By the by, it has been conclusively established that the purpose of a laser pointer is to be a cat toy.

More Backstory

[May 2009:] First off, in case you are reading this from Mars, Sharper Image got its comeuppance in 2008:

On February 19, 2008, the company filed for Chapter 11 bankruptcy, blaming low sales aggravated by a decline in consumer spending and negative publicity surrounding its Ionic Breeze air purifiers. Sharper Image indicated that stores in economically impacted areas would be closed immediately. As of June 1, 2008, 96 of the company's 186 stores nationwide had completed the liquidation process and were closed.

(Taken from Wikipedia entry)

That "negative publicity" surrounding its Ionic Breeze air purifiers is, in my opinion, because they were complete and utter frauds.

I would like to note that I do not place the blame on Sharper Image's decline entirely on Richard Thalmeyer.
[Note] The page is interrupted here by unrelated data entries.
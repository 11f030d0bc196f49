//! Business rules for person records.
//!
//! These functions work with any [`PersonRepository`] and are the only place
//! that decides whether a write may go ahead:
//!
//! - an email belongs to at most one person;
//! - update and delete require the target record to exist.
//!
//! The uniqueness check here is advisory. Both backends also reject duplicate
//! emails on write, and that conflict is reported as
//! [`ServiceError::DuplicateEmail`] on create and [`ServiceError::EmailInUse`]
//! on update, so a lost race looks the same to callers as a failed pre-check.
//!
//! # Usage
//!
//! ```no_run
//! use person_registry::db::{repositories::LocalRepository, services};
//! use person_registry::models::Person;
//!
//! #[tokio::main]
//! async fn main() -> Result<(), Box<dyn std::error::Error>> {
//!     let repo = LocalRepository::new();
//!     let ann = services::create_person(&repo, Person::new("Ann", "Lee", "ann@x.com")).await?;
//!     println!("Created person {:?}", ann.id);
//!     Ok(())
//! }
//! ```

use log::{info, warn};

use super::repository::{PersonRepository, RepositoryError, RepositoryResult};
use crate::models::{Person, PersonId};

/// Result type for service operations.
pub type ServiceResult<T> = Result<T, ServiceError>;

/// Rule violations and store failures reported by the service layer.
#[derive(Debug, thiserror::Error)]
pub enum ServiceError {
    /// Another record already uses this email.
    #[error("Person with email {0} already exists")]
    DuplicateEmail(String),

    /// An update tried to take an email that belongs to another person.
    #[error("Email {0} is already in use")]
    EmailInUse(String),

    /// No record with this identifier.
    #[error("Person not found with id {0}")]
    NotFound(PersonId),

    /// The store failed; nothing more specific is known.
    #[error(transparent)]
    Store(#[from] RepositoryError),
}

/// Translate store write errors that carry rule meaning.
fn map_write_error(err: RepositoryError, email: &str, id: Option<PersonId>) -> ServiceError {
    match (err, id) {
        (err, None) if err.is_conflict() => ServiceError::DuplicateEmail(email.to_string()),
        (err, Some(_)) if err.is_conflict() => ServiceError::EmailInUse(email.to_string()),
        (err, Some(id)) if err.is_not_found() => ServiceError::NotFound(id),
        (err, _) => ServiceError::Store(err),
    }
}

// ==================== Health & Connection ====================

/// Check if the store is reachable.
pub async fn health_check<R: PersonRepository + ?Sized>(repo: &R) -> RepositoryResult<bool> {
    repo.health_check().await
}

// ==================== Writes ====================

/// Create a new person.
///
/// Any identifier or timestamps on `person` are discarded; the store assigns
/// them.
///
/// # Errors
/// * [`ServiceError::DuplicateEmail`] if the email is already in use
/// * [`ServiceError::Store`] if the store fails
pub async fn create_person<R: PersonRepository + ?Sized>(
    repo: &R,
    mut person: Person,
) -> ServiceResult<Person> {
    person.id = None;
    person.created_at = None;
    person.updated_at = None;

    if repo.exists_by_email(&person.email).await? {
        warn!("Rejected create: email {} already exists", person.email);
        return Err(ServiceError::DuplicateEmail(person.email));
    }

    let saved = repo
        .save(&person)
        .await
        .map_err(|e| map_write_error(e, &person.email, None))?;

    info!(
        "Created person {} ({})",
        saved.id.map(|id| id.to_string()).unwrap_or_default(),
        saved.email
    );
    Ok(saved)
}

/// Overwrite the mutable fields of an existing person.
///
/// First name, last name, email, age and phone number are taken from
/// `details`; the identifier and creation time are kept.
///
/// # Errors
/// * [`ServiceError::NotFound`] if no person has this `id`
/// * [`ServiceError::EmailInUse`] if the new email belongs to another person
/// * [`ServiceError::Store`] if the store fails
pub async fn update_person<R: PersonRepository + ?Sized>(
    repo: &R,
    id: PersonId,
    details: Person,
) -> ServiceResult<Person> {
    let mut existing = repo
        .find_by_id(id)
        .await?
        .ok_or(ServiceError::NotFound(id))?;

    if existing.email != details.email && repo.exists_by_email(&details.email).await? {
        warn!(
            "Rejected update of person {}: email {} already in use",
            id, details.email
        );
        return Err(ServiceError::EmailInUse(details.email));
    }

    existing.apply_changes(&details);

    let saved = repo
        .save(&existing)
        .await
        .map_err(|e| map_write_error(e, &existing.email, Some(id)))?;

    info!("Updated person {}", id);
    Ok(saved)
}

/// Permanently remove a person.
///
/// # Errors
/// * [`ServiceError::NotFound`] if no person has this `id`
/// * [`ServiceError::Store`] if the store fails
pub async fn delete_person<R: PersonRepository + ?Sized>(
    repo: &R,
    id: PersonId,
) -> ServiceResult<()> {
    if !repo.exists_by_id(id).await? {
        warn!("Rejected delete: person {} not found", id);
        return Err(ServiceError::NotFound(id));
    }

    repo.delete_by_id(id).await?;
    info!("Deleted person {}", id);
    Ok(())
}

// ==================== Lookups ====================

pub async fn get_person_by_id<R: PersonRepository + ?Sized>(
    repo: &R,
    id: PersonId,
) -> ServiceResult<Option<Person>> {
    Ok(repo.find_by_id(id).await?)
}

pub async fn get_person_by_email<R: PersonRepository + ?Sized>(
    repo: &R,
    email: &str,
) -> ServiceResult<Option<Person>> {
    Ok(repo.find_by_email(email).await?)
}

pub async fn get_all_persons<R: PersonRepository + ?Sized>(
    repo: &R,
) -> ServiceResult<Vec<Person>> {
    Ok(repo.find_all().await?)
}

/// Persons whose last name matches `last_name` exactly.
pub async fn search_by_last_name<R: PersonRepository + ?Sized>(
    repo: &R,
    last_name: &str,
) -> ServiceResult<Vec<Person>> {
    Ok(repo.find_by_last_name(last_name).await?)
}

/// Persons strictly older than `age`.
pub async fn get_persons_older_than<R: PersonRepository + ?Sized>(
    repo: &R,
    age: i32,
) -> ServiceResult<Vec<Person>> {
    Ok(repo.find_by_age_greater_than(age).await?)
}
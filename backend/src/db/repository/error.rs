//! Error types for repository operations.
//!
//! Every store failure is reported as a [`RepositoryError`]. The variant says
//! what kind of failure it was; the attached [`ErrorContext`] says where.

use std::fmt;

/// Result type for repository operations
pub type RepositoryResult<T> = Result<T, RepositoryError>;

/// Where a repository error happened.
#[derive(Debug, Clone, Default, PartialEq, Eq)]
pub struct ErrorContext {
    /// The operation being performed (e.g., "save", "find_by_email")
    pub operation: Option<String>,
    /// The entity type involved (e.g., "person")
    pub entity: Option<String>,
    /// The entity ID if applicable
    pub entity_id: Option<String>,
    /// Backend-specific details, such as the violated constraint
    pub details: Option<String>,
}

impl ErrorContext {
    pub fn new(operation: impl Into<String>) -> Self {
        Self {
            operation: Some(operation.into()),
            ..Default::default()
        }
    }

    pub fn with_entity(mut self, entity: impl Into<String>) -> Self {
        self.entity = Some(entity.into());
        self
    }

    pub fn with_entity_id(mut self, id: impl ToString) -> Self {
        self.entity_id = Some(id.to_string());
        self
    }

    pub fn with_details(mut self, details: impl Into<String>) -> Self {
        self.details = Some(details.into());
        self
    }
}

impl fmt::Display for ErrorContext {
    fn fmt(&self, f: &mut fmt::Formatter<'_>) -> fmt::Result {
        let parts: Vec<String> = [
            ("operation", &self.operation),
            ("entity", &self.entity),
            ("id", &self.entity_id),
            ("details", &self.details),
        ]
        .into_iter()
        .filter_map(|(key, value)| value.as_ref().map(|v| format!("{}={}", key, v)))
        .collect();
        write!(f, "[{}]", parts.join(", "))
    }
}

/// Error type for repository operations
#[derive(Debug, thiserror::Error)]
pub enum RepositoryError {
    /// The store could not be reached (pool exhausted, connection refused,
    /// local store marked unhealthy).
    #[error("Connection error: {message} {context}")]
    ConnectionError {
        message: String,
        context: ErrorContext,
    },

    /// The store rejected or failed a statement.
    #[error("Query error: {message} {context}")]
    QueryError {
        message: String,
        context: ErrorContext,
    },

    /// An update targeted a row that does not exist.
    #[error("Not found: {message} {context}")]
    NotFound {
        message: String,
        context: ErrorContext,
    },

    /// A uniqueness constraint rejected the write.
    #[error("Conflict: {message} {context}")]
    ConflictError {
        message: String,
        context: ErrorContext,
    },

    /// The backend could not be set up from the given settings.
    #[error("Configuration error: {message} {context}")]
    ConfigurationError {
        message: String,
        context: ErrorContext,
    },

    /// Migration, row decoding or task failures.
    #[error("Internal error: {message} {context}")]
    InternalError {
        message: String,
        context: ErrorContext,
    },
}

impl RepositoryError {
    pub fn connection(message: impl Into<String>) -> Self {
        Self::ConnectionError {
            message: message.into(),
            context: ErrorContext::default(),
        }
    }

    pub fn query(message: impl Into<String>) -> Self {
        Self::QueryError {
            message: message.into(),
            context: ErrorContext::default(),
        }
    }

    pub fn not_found(message: impl Into<String>) -> Self {
        Self::NotFound {
            message: message.into(),
            context: ErrorContext::default(),
        }
    }

    pub fn conflict(message: impl Into<String>) -> Self {
        Self::ConflictError {
            message: message.into(),
            context: ErrorContext::default(),
        }
    }

    pub fn configuration(message: impl Into<String>) -> Self {
        Self::ConfigurationError {
            message: message.into(),
            context: ErrorContext::default(),
        }
    }

    pub fn internal(message: impl Into<String>) -> Self {
        Self::InternalError {
            message: message.into(),
            context: ErrorContext::default(),
        }
    }

    /// Replace the context.
    pub fn with_context(mut self, context: ErrorContext) -> Self {
        *self.context_mut() = context;
        self
    }

    /// Set the operation, keeping the rest of the context.
    pub fn with_operation(mut self, operation: impl Into<String>) -> Self {
        self.context_mut().operation = Some(operation.into());
        self
    }

    pub fn is_not_found(&self) -> bool {
        matches!(self, Self::NotFound { .. })
    }

    pub fn is_conflict(&self) -> bool {
        matches!(self, Self::ConflictError { .. })
    }

    pub fn context(&self) -> &ErrorContext {
        match self {
            Self::ConnectionError { context, .. }
            | Self::QueryError { context, .. }
            | Self::NotFound { context, .. }
            | Self::ConflictError { context, .. }
            | Self::ConfigurationError { context, .. }
            | Self::InternalError { context, .. } => context,
        }
    }

    fn context_mut(&mut self) -> &mut ErrorContext {
        match self {
            Self::ConnectionError { context, .. }
            | Self::QueryError { context, .. }
            | Self::NotFound { context, .. }
            | Self::ConflictError { context, .. }
            | Self::ConfigurationError { context, .. }
            | Self::InternalError { context, .. } => context,
        }
    }
}

#[cfg(feature = "postgres-repo")]
impl From<diesel::result::Error> for RepositoryError {
    fn from(err: diesel::result::Error) -> Self {
        use diesel::result::{DatabaseErrorKind, Error};

        match err {
            Error::NotFound => RepositoryError::not_found("Record not found"),
            Error::DatabaseError(DatabaseErrorKind::UniqueViolation, info) => {
                let context = match info.constraint_name() {
                    Some(constraint) => {
                        ErrorContext::default().with_details(format!("constraint={}", constraint))
                    }
                    None => ErrorContext::default(),
                };
                RepositoryError::conflict(info.message()).with_context(context)
            }
            Error::DatabaseError(kind, info) => RepositoryError::query(info.message())
                .with_context(
                    ErrorContext::default().with_details(format!("db_error_kind={:?}", kind)),
                ),
            Error::DeserializationError(e) => {
                RepositoryError::internal(format!("Deserialization error: {}", e))
            }
            other => RepositoryError::query(other.to_string()),
        }
    }
}

#[cfg(feature = "postgres-repo")]
impl From<diesel::r2d2::PoolError> for RepositoryError {
    fn from(err: diesel::r2d2::PoolError) -> Self {
        RepositoryError::connection(err.to_string())
            .with_context(ErrorContext::new("get_connection"))
    }
}
//! The `Person` record and its identifier.

use chrono::{DateTime, Utc};
use serde::{Deserialize, Serialize};

crate::define_id_type!(i64, PersonId);

/// A person record.
///
/// `id` is `None` until the store assigns one on insert; after that it never
/// changes. The timestamps are maintained by the store as well.
#[derive(Debug, Clone, PartialEq, Serialize, Deserialize)]
#[serde(rename_all = "camelCase")]
pub struct Person {
    #[serde(default)]
    pub id: Option<PersonId>,
    pub first_name: String,
    pub last_name: String,
    pub email: String,
    #[serde(default)]
    pub age: Option<i32>,
    #[serde(default)]
    pub phone_number: Option<String>,
    #[serde(default, skip_serializing_if = "Option::is_none")]
    pub created_at: Option<DateTime<Utc>>,
    #[serde(default, skip_serializing_if = "Option::is_none")]
    pub updated_at: Option<DateTime<Utc>>,
}

impl Person {
    /// Build an unsaved person with the required fields set.
    pub fn new(
        first_name: impl Into<String>,
        last_name: impl Into<String>,
        email: impl Into<String>,
    ) -> Self {
        Self {
            id: None,
            first_name: first_name.into(),
            last_name: last_name.into(),
            email: email.into(),
            age: None,
            phone_number: None,
            created_at: None,
            updated_at: None,
        }
    }

    pub fn with_age(mut self, age: i32) -> Self {
        self.age = Some(age);
        self
    }

    pub fn with_phone_number(mut self, phone_number: impl Into<String>) -> Self {
        self.phone_number = Some(phone_number.into());
        self
    }

    /// Whether the record has been persisted (has a store-assigned id).
    pub fn is_persisted(&self) -> bool {
        self.id.is_some()
    }

    /// Overwrite every mutable field with the values from `other`.
    ///
    /// Identifier and timestamps are left untouched.
    pub fn apply_changes(&mut self, other: &Person) {
        self.first_name = other.first_name.clone();
        self.last_name = other.last_name.clone();
        self.email = other.email.clone();
        self.age = other.age;
        self.phone_number = other.phone_number.clone();
    }
}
Thalmeyer may have been a jerk and a snob in some ways, but he had standards. Although Wikipedia says he was officially ousted in 2006, as I note above, the evidence suggests he had been reduced to a figurehead considerably earlier. These days Thalmeyer holds court here, offering merchandise and copy which is more like Sharper Image was in its old days.

But I still like Drew Kaplan's approach better.